Stored data entries:
====
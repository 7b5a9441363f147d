//! GitHub Copilot provider
//!
//! Copilot exposes an OpenAI-compatible chat endpoint authenticated with a
//! GitHub token. JSON output is requested through the prompt only.

mod client;

pub use client::{estimate_cost, CopilotProvider};
//! Usage metrics aggregation tests

use helmcheck_ai::{AnalysisType, TokenUsage, UsageMetrics};
use proptest::prelude::*;
use std::sync::Arc;
use std::time::Duration;

fn usage(total: u64, cost: f64) -> TokenUsage {
    TokenUsage {
        prompt_tokens: total / 2,
        completion_tokens: total - total / 2,
        total_tokens: total,
        estimated_cost: cost,
    }
}

#[test]
fn test_empty_metrics() {
    let metrics = UsageMetrics::new();
    assert_eq!(metrics.success_rate(), 0.0);
    assert_eq!(metrics.cache_hit_rate(), 0.0);
    assert_eq!(metrics.total_requests(), 0);
    assert!(metrics.provider_metrics("openai").is_none());
}

#[test]
fn test_per_provider_breakdown() {
    let metrics = UsageMetrics::new();
    metrics.record_success("openai", Duration::from_millis(100), &usage(100, 0.01));
    metrics.record_success("openai", Duration::from_millis(300), &usage(50, 0.02));
    metrics.record_failure("copilot", "timeout");
    metrics.record_cache_hit("openai");
    metrics.record_request_type(AnalysisType::RiskAssessment);

    let openai = metrics.provider_metrics("openai").unwrap();
    assert_eq!(openai.total_requests, 3);
    assert_eq!(openai.cached_requests, 1);
    assert_eq!(openai.tokens_used, 150);
    assert_eq!(openai.average_latency, Duration::from_millis(200));
    assert!((openai.total_cost - 0.03).abs() < 1e-9);

    let snapshot = metrics.snapshot();
    assert_eq!(snapshot.total_requests, 4);
    assert_eq!(snapshot.failed_requests, 1);
    assert_eq!(snapshot.errors_by_type.get("timeout"), Some(&1));
    assert_eq!(snapshot.requests_by_type.get(&AnalysisType::RiskAssessment), Some(&1));
    assert_eq!(metrics.cache_hit_rate(), 25.0);
    assert_eq!(metrics.success_rate(), 75.0);
}

#[test]
fn test_reset_clears_counters() {
    let metrics = UsageMetrics::new();
    metrics.record_success("openai", Duration::from_millis(10), &usage(10, 0.0));
    metrics.reset();
    assert_eq!(metrics.total_requests(), 0);
    assert!(metrics.snapshot().providers.is_empty());
}

#[test]
fn test_merge_weights_latency() {
    let a = UsageMetrics::new();
    a.record_success("openai", Duration::from_millis(100), &usage(10, 0.0));
    let b = UsageMetrics::new();
    b.record_success("openai", Duration::from_millis(400), &usage(10, 0.0));
    b.record_success("openai", Duration::from_millis(400), &usage(10, 0.0));

    a.merge(&b);
    let merged = a.snapshot();
    assert_eq!(merged.total_requests, 3);
    assert_eq!(merged.average_latency, Duration::from_millis(300));
    assert_eq!(merged.providers["openai"].tokens_used, 30);
}

#[tokio::test(flavor = "multi_thread", worker_threads = 4)]
async fn test_concurrent_recording() {
    let metrics = Arc::new(UsageMetrics::new());
    let tasks: Vec<_> = (0..8)
        .map(|i| {
            let metrics = metrics.clone();
            tokio::spawn(async move {
                for _ in 0..100 {
                    if i % 2 == 0 {
                        metrics.record_success("openai", Duration::from_millis(1), &usage(2, 0.0));
                    } else {
                        metrics.record_failure("openai", "unavailable");
                    }
                }
            })
        })
        .collect();
    for task in tasks {
        task.await.unwrap();
    }

    let snapshot = metrics.snapshot();
    assert_eq!(snapshot.total_requests, 800);
    assert_eq!(snapshot.successful_requests, 400);
    assert_eq!(snapshot.tokens_used, 800);
}

proptest! {
    #[test]
    fn prop_success_rate_matches_counts(outcomes in prop::collection::vec(any::<bool>(), 0..200)) {
        let metrics = UsageMetrics::new();
        for ok in &outcomes {
            if *ok {
                metrics.record_success("p", Duration::from_millis(1), &TokenUsage::default());
            } else {
                metrics.record_failure("p", "unavailable");
            }
        }
        let successes = outcomes.iter().filter(|ok| **ok).count() as f64;
        let expected = if outcomes.is_empty() { 0.0 } else { successes / outcomes.len() as f64 * 100.0 };
        prop_assert!((metrics.success_rate() - expected).abs() < 1e-9);
    }
}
====
- _Task prompt_
The answer should consist only of the lines from the one containing "prop_assert!((metrics.success_rate() - expected).abs()" through the last line of the data, given again exactly.

- _Output of the task_
        prop_assert!((metrics.success_rate() - expected).abs() < 1e-9);
    }
}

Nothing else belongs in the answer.